I have been asked to focus on the legal issues surrounding the use of drones – I doubt if any of you will be surprised to hear that, as far as lawyers are concerned, there is no single right answer to the question: ”Are drones legal?” The ACLU’s position is that lethal force may only be used outside of armed-conflict zones when there is an IMMINENT threat of a deadly attack and when nonlethal means are not available. We do not see that these criteria are met by the drone strikes in Pakistan, Yemen, Somalia and Libya. We do not believe that the entire world is a battlefield and we hold that the so-called targeted killing of individuals far from a war zone is unlawful and – and in the case of the targeted killing of Americans like Anwar al Awlaki – unconstitutional.

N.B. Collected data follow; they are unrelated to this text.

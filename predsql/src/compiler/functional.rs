//! Functional predicates: relationship and user discovery lookups.
use super::expr::compile_contains;
use super::{Fragment, JoinSpec, PredicateCompiler};
use crate::conf::USER_TABLE;
use crate::db::full_quote_ident;
use crate::query::{Expression, Func, Operand, Predicate, RelationDirection};
use crate::result::{PqError, PqResult};
use crate::schema::{DataType, FieldType};
use crate::value::Value;
use log::debug;
use std::collections::BTreeMap;

/// Column of the primary table holding the record owner.
const OWNER_COLUMN: &str = "_owner_id";

pub const TRANSIENT_EMAIL: &str = "_transient__email";
pub const TRANSIENT_USERNAME: &str = "_transient__username";

impl PredicateCompiler<'_> {
    pub(super) fn compile_functional(&mut self, predicate: &Predicate) -> PqResult<Fragment> {
        let func = match predicate.children.as_slice() {
            [Operand::Expression(Expression::Function(func))] => func,
            _ => {
                return Err(PqError::MalformedPredicate(
                    "functional predicate requires a single function expression".into(),
                ))
            }
        };

        match func {
            Func::UserRelation {
                relation_name,
                direction,
                key_path,
                user,
            } => Ok(self.compile_user_relation(relation_name, *direction, key_path, user)),
            Func::UserDiscover { args } => self.compile_user_discover(args),
            Func::Distance { .. } | Func::Count { .. } | Func::UserData { .. } => {
                Err(PqError::MalformedPredicate(format!(
                    "function `{}` cannot be used as a functional predicate",
                    func.name()
                )))
            }
        }
    }

    /// Records whose owner (or `key_path` column) relates to `user`.
    ///
    /// Relation tables hold (left_id, right_id) pairs meaning left
    /// relates to right.
    fn compile_user_relation(
        &mut self,
        relation: &str,
        direction: RelationDirection,
        key_path: &str,
        user: &str,
    ) -> Fragment {
        let primary_column = match key_path {
            "" | "_owner" => OWNER_COLUMN,
            col => col,
        };

        let sql = match direction {
            RelationDirection::Outward => {
                let out = self.request_join(JoinSpec::new(relation, primary_column, "right_id"));
                format!("{} = ?", full_quote_ident(&out, "left_id"))
            }
            RelationDirection::Inward => {
                let inw = self.request_join(JoinSpec::new(relation, primary_column, "left_id"));
                format!("{} = ?", full_quote_ident(&inw, "right_id"))
            }
            RelationDirection::Mutual => {
                let out = self.request_join(JoinSpec::new(relation, primary_column, "right_id"));
                let inw = self.request_join(JoinSpec::new(relation, primary_column, "left_id"));
                format!(
                    "{} = {} AND {} = ?",
                    full_quote_ident(&out, "left_id"),
                    full_quote_ident(&inw, "right_id"),
                    full_quote_ident(&out, "left_id"),
                )
            }
        };

        Fragment::new(sql, vec![Value::from(user)])
    }

    /// Find users by contact data.  Only valid when querying users.
    ///
    /// Matched users also get their email and username selected as
    /// transient columns.
    fn compile_user_discover(&mut self, args: &BTreeMap<String, Vec<Value>>) -> PqResult<Fragment> {
        if self.primary_table != self.config.user_record_type() {
            return Err(PqError::InvalidContext(format!(
                "user discover predicate can only be used on {} records, not {}",
                self.config.user_record_type(),
                self.primary_table
            )));
        }

        for name in args.keys().filter(|k| k.as_str() != "email") {
            debug!("ignoring unsupported user discover argument: {name}");
        }

        let emails = args.get("email").cloned().unwrap_or_default();

        let alias = self.request_join(JoinSpec::new(USER_TABLE, "_id", "id"));

        let frag = compile_contains(
            &alias,
            &Expression::key_path("email"),
            &Expression::Literal(Value::Array(emails)),
        )?;

        self.add_extra_column(
            TRANSIENT_EMAIL,
            FieldType::computed(
                DataType::String,
                Expression::Function(Func::UserData {
                    data_name: "email".into(),
                }),
            ),
        );

        self.add_extra_column(
            TRANSIENT_USERNAME,
            FieldType::computed(
                DataType::String,
                Expression::Function(Func::UserData {
                    data_name: "username".into(),
                }),
            ),
        );

        Ok(frag)
    }
}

The Obama Administration’s use of drones has been justified by Harold Koh, formerly a prominent champion of human rights and now the State Department’s leading legal advisor. According to John Brennan, the President’s senior advisor homeland security and counterterrorism, the Obama Administration’s covert actions “remain consistent with our laws and values.”

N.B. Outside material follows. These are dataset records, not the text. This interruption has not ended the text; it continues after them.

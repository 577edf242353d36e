//! Assemble a complete SELECT statement for a record query.
use crate::compiler::{expr, Fragment, PredicateCompiler};
use crate::conf::{Config, PlaceholderFormat};
use crate::db;
use crate::query::{AclLevel, Expression, Func, Predicate, Sort, UserInfo};
use crate::result::PqResult;
use crate::schema::{DataType, FieldType, RecordSchema};
use crate::value::Value;
use log::debug;

/// Output column holding the number of records matching the query,
/// regardless of paging.
pub const RECORD_COUNT_COLUMN: &str = "_record_count";

/// Prefix of output columns carrying function sort values.  SELECT
/// DISTINCT may only ORDER BY what it selects.
pub const SORT_COLUMN_PREFIX: &str = "_sort_";

#[derive(Debug, Clone, PartialEq)]
pub struct Pager {
    limit: usize,
    offset: usize,
}

impl Pager {
    pub fn new(limit: usize, offset: usize) -> Self {
        Pager { limit, offset }
    }

    pub fn limit(&self) -> usize {
        self.limit
    }

    pub fn offset(&self) -> usize {
        self.offset
    }
}

/// A query against one record type.
#[derive(Debug, Clone)]
pub struct SelectQuery {
    record_type: String,
    predicate: Option<Predicate>,
    sorts: Vec<Sort>,
    pager: Option<Pager>,
    access: Option<(UserInfo, AclLevel)>,
    overall_count: bool,
}

/// Final SQL plus its bind arguments and the schema of the rows it
/// returns.
#[derive(Debug, Clone, PartialEq)]
pub struct Statement {
    pub sql: String,
    pub args: Vec<Value>,
    pub schema: RecordSchema,
}

impl SelectQuery {
    pub fn new(record_type: &str) -> Self {
        SelectQuery {
            record_type: record_type.to_string(),
            predicate: None,
            sorts: Vec::new(),
            pager: None,
            access: None,
            overall_count: false,
        }
    }

    pub fn record_type(&self) -> &str {
        &self.record_type
    }

    pub fn set_predicate(&mut self, p: Predicate) {
        self.predicate = Some(p);
    }

    pub fn set_sorts(&mut self, sorts: Vec<Sort>) {
        self.sorts = sorts;
    }

    pub fn set_pager(&mut self, pager: Pager) {
        self.pager = Some(pager);
    }

    /// Restrict results to rows visible to `user`.
    pub fn set_access(&mut self, user: UserInfo, level: AclLevel) {
        self.access = Some((user, level));
    }

    /// Also select the total count of matching records.
    pub fn set_overall_count(&mut self, on: bool) {
        self.overall_count = on;
    }

    pub fn compile(&self, config: &Config, schema: RecordSchema) -> PqResult<Statement> {
        let mut compiler = PredicateCompiler::new(config, &self.record_type);

        let filter = match &self.access {
            Some((user, level)) => {
                compiler.compile_with_access(self.predicate.as_ref(), user, *level)?
            }
            None => match &self.predicate {
                Some(p) => compiler.compile(p)?,
                None => Fragment::default(),
            },
        };

        let mut extra: Vec<(String, FieldType)> = compiler
            .extra_columns()
            .iter()
            .map(|(k, v)| (k.clone(), v.clone()))
            .collect();

        if self.overall_count {
            extra.push((
                RECORD_COUNT_COLUMN.to_string(),
                FieldType::computed(
                    DataType::Integer,
                    Expression::Function(Func::Count {
                        overall_records: true,
                    }),
                ),
            ));
        }

        // Select list arguments precede WHERE arguments in the text.
        let mut args = Vec::new();
        let mut columns = vec![format!("{}.*", db::quote_ident(&self.record_type))];

        for (name, field) in extra.iter() {
            if let Some(expression) = field.expression() {
                let frag = expr::compile_expression(&self.record_type, expression)?;
                columns.push(format!("{} AS {}", frag.sql, db::quote_ident(name)));
                args.extend(frag.args);
            }
        }

        // Joins are all requested by now; sorts never add any.
        let distinct = !compiler.joined_tables().is_empty();
        let mut order_by = Vec::new();

        for (idx, sort) in self.sorts.iter().enumerate() {
            match (&sort.key_path, &sort.func) {
                (None, Some(func)) if distinct => {
                    let term = compiler.sort_expression(sort)?;
                    let name = format!("{SORT_COLUMN_PREFIX}{idx}");
                    columns.push(format!("{term} AS {}", db::quote_ident(&name)));
                    order_by.push(format!("{} {}", db::quote_ident(&name), sort.order));
                    extra.push((
                        name,
                        FieldType::computed(DataType::Number, Expression::Function(func.clone())),
                    ));
                }
                _ => order_by.push(compiler.compile_sort(sort)?),
            }
        }

        let compiled = compiler.finish(schema);

        let mut sql = String::from("SELECT ");
        if compiled.distinct {
            sql += "DISTINCT ";
        }

        sql += &format!(
            "{} FROM {} AS {}",
            columns.join(", "),
            db::table_name(config.schema(), &self.record_type),
            db::quote_ident(&self.record_type)
        );

        for join in compiled.joins.iter() {
            sql += " ";
            sql += join;
        }

        if !filter.is_empty() {
            sql += &format!(" WHERE {}", filter.sql);
            args.extend(filter.args);
        }

        if !order_by.is_empty() {
            sql += &format!(" ORDER BY {}", order_by.join(", "));
        }

        if let Some(pager) = &self.pager {
            sql += &format!(" LIMIT {} OFFSET {}", pager.limit(), pager.offset());
        }

        if config.placeholder() == PlaceholderFormat::Dollar {
            sql = dollar_placeholders(&sql);
        }

        debug!("assembled statement: {sql} {args:?}");

        let mut schema = compiled.schema;
        for (name, field) in extra {
            schema.insert(name, field);
        }

        Ok(Statement { sql, args, schema })
    }
}

/// Replace `?` placeholders with `$1`, `$2`, ...
///
/// ```
/// use predsql::select::dollar_placeholders;
/// assert_eq!(dollar_placeholders("a = ? AND b IN (?,?) AND c = '?'"),
///     "a = $1 AND b IN ($2,$3) AND c = '?'");
/// ```
pub fn dollar_placeholders(sql: &str) -> String {
    let mut out = String::with_capacity(sql.len() + 8);
    let mut last = 0;

    for (num, pos) in db::placeholder_positions(sql).into_iter().enumerate() {
        out += &sql[last..pos];
        out += &format!("${}", num + 1);
        last = pos + 1;
    }

    out += &sql[last..];
    out
}
//! Expressions and literals to SQL operands.
use super::Fragment;
use crate::conf::USER_TABLE;
use crate::db::full_quote_ident;
use crate::query::{Expression, Func};
use crate::result::{PqError, PqResult};
use crate::value::Value;

/// Compile an expression whose key paths are columns of `alias`.
pub fn compile_expression(alias: &str, expr: &Expression) -> PqResult<Fragment> {
    match expr {
        Expression::KeyPath(name) => Ok(Fragment::text(full_quote_ident(alias, name))),
        Expression::Function(func) => func_to_sql(alias, func),
        Expression::Literal(value) => Ok(literal_to_sql(value)),
    }
}

pub fn func_to_sql(alias: &str, func: &Func) -> PqResult<Fragment> {
    match func {
        Func::Distance { field, location } => Ok(Fragment::new(
            format!(
                "ST_Distance_Sphere({}, ST_MakePoint(?, ?))",
                full_quote_ident(alias, field)
            ),
            vec![Value::Number(location.lng()), Value::Number(location.lat())],
        )),
        Func::Count { overall_records } => Ok(Fragment::text(if *overall_records {
            "COUNT(*) OVER()"
        } else {
            "COUNT(*)"
        })),
        Func::UserData { data_name } => Ok(Fragment::text(full_quote_ident(USER_TABLE, data_name))),
        Func::UserRelation { .. } | Func::UserDiscover { .. } => {
            Err(PqError::MalformedPredicate(format!(
                "function `{}` is only valid as a functional predicate",
                func.name()
            )))
        }
    }
}

/// Scalars become a single placeholder.  Arrays become a parenthesized
/// placeholder list, or `(NULL)` when empty since `IN ()` is not valid
/// SQL and nothing is ever IN (NULL).
pub fn literal_to_sql(value: &Value) -> Fragment {
    match value {
        Value::Array(list) if list.is_empty() => Fragment::text("(NULL)"),
        Value::Array(list) => {
            let marks = vec!["?"; list.len()].join(",");
            let args = list.iter().map(|v| v.to_bind_value()).collect();
            Fragment::new(format!("({marks})"), args)
        }
        _ => Fragment::new("?", vec![value.to_bind_value()]),
    }
}

/// Set membership.  The operand types decide what is tested:
///
/// * literal IN keypath: the literal is an element of a JSON array column
/// * keypath IN literal: the column value is one of the listed values,
///   a lone scalar being a list of one
pub fn compile_contains(alias: &str, left: &Expression, right: &Expression) -> PqResult<Fragment> {
    match (left, right) {
        (Expression::Literal(_), Expression::KeyPath(_)) => {
            let column = compile_expression(alias, right)?;
            let needle = compile_expression(alias, left)?;
            Ok(Fragment::new(
                format!("jsonb_exists({}, {})", column.sql, needle.sql),
                needle.args,
            ))
        }
        (Expression::KeyPath(_), Expression::Literal(value)) => {
            let column = compile_expression(alias, left)?;
            let list = if value.is_array() {
                literal_to_sql(value)
            } else {
                literal_to_sql(&Value::Array(vec![value.clone()]))
            };
            Ok(Fragment::new(format!("{} IN {}", column.sql, list.sql), list.args))
        }
        _ => Err(PqError::MalformedPredicate(format!(
            "in requires a key path and a literal, got {left:?} and {right:?}"
        ))),
    }
}
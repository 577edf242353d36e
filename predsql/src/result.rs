//! Common result type for the predicate compiler.
//!
//! Errors fall into two groups.  Contract violations mean the caller
//! handed us a tree that can never become valid SQL (wrong child count,
//! wrong operand kinds, an empty predicate).  Validation errors are
//! well-formed requests we refuse to compile and should be reported back
//! as query validation failures.
//!
//! ```
//! use predsql::result::*;
//!
//! fn foo() -> PqResult<()> {
//!     Err("bad input")?;
//!     Ok(())
//! }
//!
//! let err = foo().err().unwrap();
//! assert!(err.is_contract_violation());
//! assert_eq!(err.to_string(), "malformed input: bad input");
//! ```
use crate::schema::DataType;

pub type PqResult<T> = std::result::Result<T, PqError>;

#[derive(Debug, Clone, PartialEq, thiserror::Error)]
pub enum PqError {
    /// A predicate with no children reached the compiler.
    #[error("no SQL can be compiled from an empty predicate")]
    EmptyPredicate,

    /// Predicate node has the wrong shape for its operator.
    #[error("malformed predicate: {0}")]
    MalformedPredicate(String),

    /// Input that could not be turned into a query tree at all.
    #[error("malformed input: {0}")]
    MalformedInput(String),

    #[error("operator `{0}` is not supported")]
    UnsupportedOperator(String),

    #[error("unsupported data type = {0}")]
    UnsupportedDataType(DataType),

    #[error("{0}")]
    InvalidContext(String),

    #[error("invalid sort: specify either key path or func")]
    InvalidSort,

    #[error("function `{0}` cannot be used for sorting")]
    UnsupportedSortFunc(String),

    #[error("unknown sort order = {0}")]
    UnknownSortOrder(String),

    #[error("configuration error: {0}")]
    Config(String),
}

impl PqError {
    /// True if the error indicates a bug in whoever built the query
    /// tree, as opposed to a request we chose not to serve.
    pub fn is_contract_violation(&self) -> bool {
        matches!(
            self,
            Self::EmptyPredicate | Self::MalformedPredicate(_) | Self::MalformedInput(_)
        )
    }
}

impl From<String> for PqError {
    fn from(msg: String) -> Self {
        PqError::MalformedInput(msg)
    }
}

impl From<&str> for PqError {
    fn from(msg: &str) -> Self {
        PqError::MalformedInput(msg.to_string())
    }
}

I would argue that if the drone strikes don’t entirely fall into the same kind of “legal black hole” to which the British high court back in 2002 consigned Guantanamo, they stretch to the breaking point the constraints of both international humanitarian law governing armed conflict and human rights law. The Obama Administration is, in effect, declaring that international law means what it says it means, and that opposing interpretations of that law are – as Bush’s attorney general Alberto Gonzales said of the Geneva Conventions – both “quaint and anachronistic.”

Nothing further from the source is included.